Minerva’s primary value has been driven by its proprietary CNS drug candidates, most notably roluperidone (MIN‑101), which has been investigated for the treatment of negative symptoms of schizophrenia. The company has positioned itself around addressing aspects of psychiatric illness that are poorly treated by existing therapies. Founded in 2007, Minerva was established by executives with prior CNS drug development experience and became a publicly traded company in 2014, using public capital markets to fund clinical research and development.
Business Operations
Minerva’s operations have historically consisted of a single operating segment focused on CNS drug development, encompassing preclinical research, clinical trials, regulatory engagement, and intellectual property management. The company has not generated product revenue and has relied on equity financing, collaboration payments, and cash reserves to fund operations.
Key assets have included roluperidone (MIN‑101) and earlier-stage or discontinued programs such as MIN‑202 (seltorexant) and MIN‑117, which were evaluated for sleep disorders and depression, respectively. Clinical trial execution has been conducted through a network of third-party research organizations across the United States and Europe. As of the most recent public disclosures, Minerva has had no material operating subsidiaries and limited internal manufacturing or commercialization infrastructure.
Strategic Position & Investments
Minerva’s strategic direction has centered on advancing differentiated CNS therapies through late-stage clinical development and seeking regulatory approval or strategic alternatives such as partnerships or asset monetization. The company previously entered into a collaboration involving seltorexant (MIN‑202), reflecting a strategy of leveraging partnerships with larger pharmaceutical companies to share development risk.
Following regulatory and clinical outcomes related to roluperidone (MIN‑101), the company disclosed that it was evaluating strategic alternatives, including restructuring, asset sales, or other corporate transactions. Public sources indicate that some development programs were discontinued after failing to meet clinical or regulatory endpoints. Where future development plans or long-term viability are concerned, data is inconclusive based on available public sources.
Geographic Footprint
Minerva Neurosciences is headquartered in Burlington, Massachusetts, with corporate functions centralized in the United States. Clinical development activities have historically extended across North America and Europe, reflecting the geographic distribution of clinical trial sites and regulatory engagement.

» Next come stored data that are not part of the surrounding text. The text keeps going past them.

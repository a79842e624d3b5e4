// Copyright 2017-2019 Sean Gillespie.
//
// Licensed under the Apache License, Version 2.0 <LICENSE-APACHE or
// http://www.apache.org/licenses/LICENSE-2.0> or the MIT license
// <LICENSE-MIT or http://opensource.org/licenses/MIT>, at your
// option. This file may not be copied, modified, or distributed
// except according to those terms.
use std::fmt;
use std::str::FromStr;

use regex::Regex;

use crate::types::{CastleSide, PieceKind, Square};

/// A move, in the closed set of kinds the rules of chess admit. Moves are
/// plain values compared by structural equality; a `Capture` and a `Quiet`
/// move between the same two squares are different moves.
#[derive(Copy, Clone, Debug, PartialEq, Eq)]
pub enum Move {
    Quiet {
        origin: Square,
        destination: Square,
    },
    Capture {
        origin: Square,
        destination: Square,
    },
    EnPassant {
        origin: Square,
        destination: Square,
    },
    Promotion {
        origin: Square,
        destination: Square,
        promote_to: PieceKind,
    },
    PromotionCapture {
        origin: Square,
        destination: Square,
        promote_to: PieceKind,
    },
    Castle(CastleSide),
}

/// Error produced when a string is not a valid long-algebraic move.
#[derive(Copy, Clone, Debug, PartialEq, Eq)]
pub enum MoveParseError {
    BadNotation,
}

impl Move {
    /// The square the moving piece starts from. Castling moves two pieces
    /// and is identified by its side alone, so it has no single origin.
    pub fn origin(&self) -> Option<Square> {
        match *self {
            Move::Quiet { origin, .. }
            | Move::Capture { origin, .. }
            | Move::EnPassant { origin, .. }
            | Move::Promotion { origin, .. }
            | Move::PromotionCapture { origin, .. } => Some(origin),
            Move::Castle(_) => None,
        }
    }

    pub fn destination(&self) -> Option<Square> {
        match *self {
            Move::Quiet { destination, .. }
            | Move::Capture { destination, .. }
            | Move::EnPassant { destination, .. }
            | Move::Promotion { destination, .. }
            | Move::PromotionCapture { destination, .. } => Some(destination),
            Move::Castle(_) => None,
        }
    }

    pub fn is_capture(&self) -> bool {
        match self {
            Move::Capture { .. } | Move::EnPassant { .. } | Move::PromotionCapture { .. } => true,
            _ => false,
        }
    }

    pub fn promotion_kind(&self) -> Option<PieceKind> {
        match *self {
            Move::Promotion { promote_to, .. } | Move::PromotionCapture { promote_to, .. } => {
                Some(promote_to)
            }
            _ => None,
        }
    }
}

fn promotion_char(kind: PieceKind) -> char {
    match kind {
        PieceKind::Queen => 'Q',
        PieceKind::Rook => 'R',
        PieceKind::Bishop => 'B',
        PieceKind::Knight => 'N',
        // Promotion to pawn or king is unrepresentable in notation and the
        // rule layer never constructs it.
        _ => panic!("no promotion notation for {:?}", kind),
    }
}

fn promotion_kind_of(code: &str) -> PieceKind {
    match code {
        "Q" => PieceKind::Queen,
        "R" => PieceKind::Rook,
        "B" => PieceKind::Bishop,
        "N" => PieceKind::Knight,
        _ => unreachable!("promotion letter constrained by regex"),
    }
}

impl fmt::Display for Move {
    fn fmt(&self, f: &mut fmt::Formatter) -> fmt::Result {
        match *self {
            Move::Quiet {
                origin,
                destination,
            } => write!(f, "{}-{}", origin, destination),
            Move::Capture {
                origin,
                destination,
            } => write!(f, "{}x{}", origin, destination),
            Move::EnPassant {
                origin,
                destination,
            } => write!(f, "{}x{} e.p.", origin, destination),
            Move::Promotion {
                origin,
                destination,
                promote_to,
            } => write!(
                f,
                "{}-{}={}",
                origin,
                destination,
                promotion_char(promote_to)
            ),
            Move::PromotionCapture {
                origin,
                destination,
                promote_to,
            } => write!(
                f,
                "{}x{}={}",
                origin,
                destination,
                promotion_char(promote_to)
            ),
            Move::Castle(CastleSide::Short) => write!(f, "O-O"),
            Move::Castle(CastleSide::Long) => write!(f, "O-O-O"),
        }
    }
}

lazy_static! {
    static ref QUIET_RE: Regex = Regex::new(r"^([a-h][1-8])-([a-h][1-8])$").unwrap();
    static ref CAPTURE_RE: Regex = Regex::new(r"^([a-h][1-8])x([a-h][1-8])$").unwrap();
    static ref EN_PASSANT_RE: Regex = Regex::new(r"^([a-h][1-8])x([a-h][1-8]) e\.p\.$").unwrap();
    static ref PROMOTION_RE: Regex = Regex::new(r"^([a-h][1-8])-([a-h][1-8])=([QRBN])$").unwrap();
    static ref PROMOTION_CAPTURE_RE: Regex =
        Regex::new(r"^([a-h][1-8])x([a-h][1-8])=([QRBN])$").unwrap();
}

impl FromStr for Move {
    type Err = MoveParseError;

    /// Parses long algebraic notation: `e2-e4`, `e4xd5`, `e5xd6 e.p.`,
    /// `e7-e8=Q`, `e7xd8=Q`, `O-O`, `O-O-O`.
    fn from_str(s: &str) -> Result<Move, MoveParseError> {
        match s {
            "O-O" => return Ok(Move::Castle(CastleSide::Short)),
            "O-O-O" => return Ok(Move::Castle(CastleSide::Long)),
            _ => {}
        }

        // The regexes only admit well-formed squares, so the inner parses
        // cannot fail.
        let squares = |caps: &regex::Captures| -> (Square, Square) {
            (
                caps[1].parse().unwrap(),
                caps[2].parse().unwrap(),
            )
        };

        if let Some(caps) = EN_PASSANT_RE.captures(s) {
            let (origin, destination) = squares(&caps);
            return Ok(Move::EnPassant {
                origin,
                destination,
            });
        }
        if let Some(caps) = PROMOTION_RE.captures(s) {
            let (origin, destination) = squares(&caps);
            return Ok(Move::Promotion {
                origin,
                destination,
                promote_to: promotion_kind_of(&caps[3]),
            });
        }
        if let Some(caps) = PROMOTION_CAPTURE_RE.captures(s) {
            let (origin, destination) = squares(&caps);
            return Ok(Move::PromotionCapture {
                origin,
                destination,
                promote_to: promotion_kind_of(&caps[3]),
            });
        }
        if let Some(caps) = QUIET_RE.captures(s) {
            let (origin, destination) = squares(&caps);
            return Ok(Move::Quiet {
                origin,
                destination,
            });
        }
        if let Some(caps) = CAPTURE_RE.captures(s) {
            let (origin, destination) = squares(&caps);
            return Ok(Move::Capture {
                origin,
                destination,
            });
        }

        Err(MoveParseError::BadNotation)
    }
}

The company does not maintain significant physical operations outside the United States, and its international presence has primarily been limited to clinical research collaborations and trial management rather than commercial or manufacturing activities. Its global footprint is therefore best characterized as U.S.-based with international clinical reach.
Leadership & Governance
Minerva was founded by executives with extensive backgrounds in CNS drug development, and leadership has emphasized scientific rigor, targeted innovation, and capital discipline in high-risk therapeutic areas. Corporate governance follows standard U.S. public company practices, with oversight by a board of directors and compliance with SEC filings and disclosure requirements.
Key executives have included:
- Remy Luthringer, MD, PhD – Founder, President and Chief Executive Officer
- Joseph Reilly – Chief Financial Officer
- Hans-Gert Waldmann, MD – Chief Medical Officer (historical role during key development phases)
- Marc de Garidel – Chairman of the Board (during prior governance periods)
Leadership philosophy has been centered on developing mechanistically novel CNS treatments while pursuing partnerships or strategic alternatives to maximize shareholder value in a capital-intensive and high-risk sector.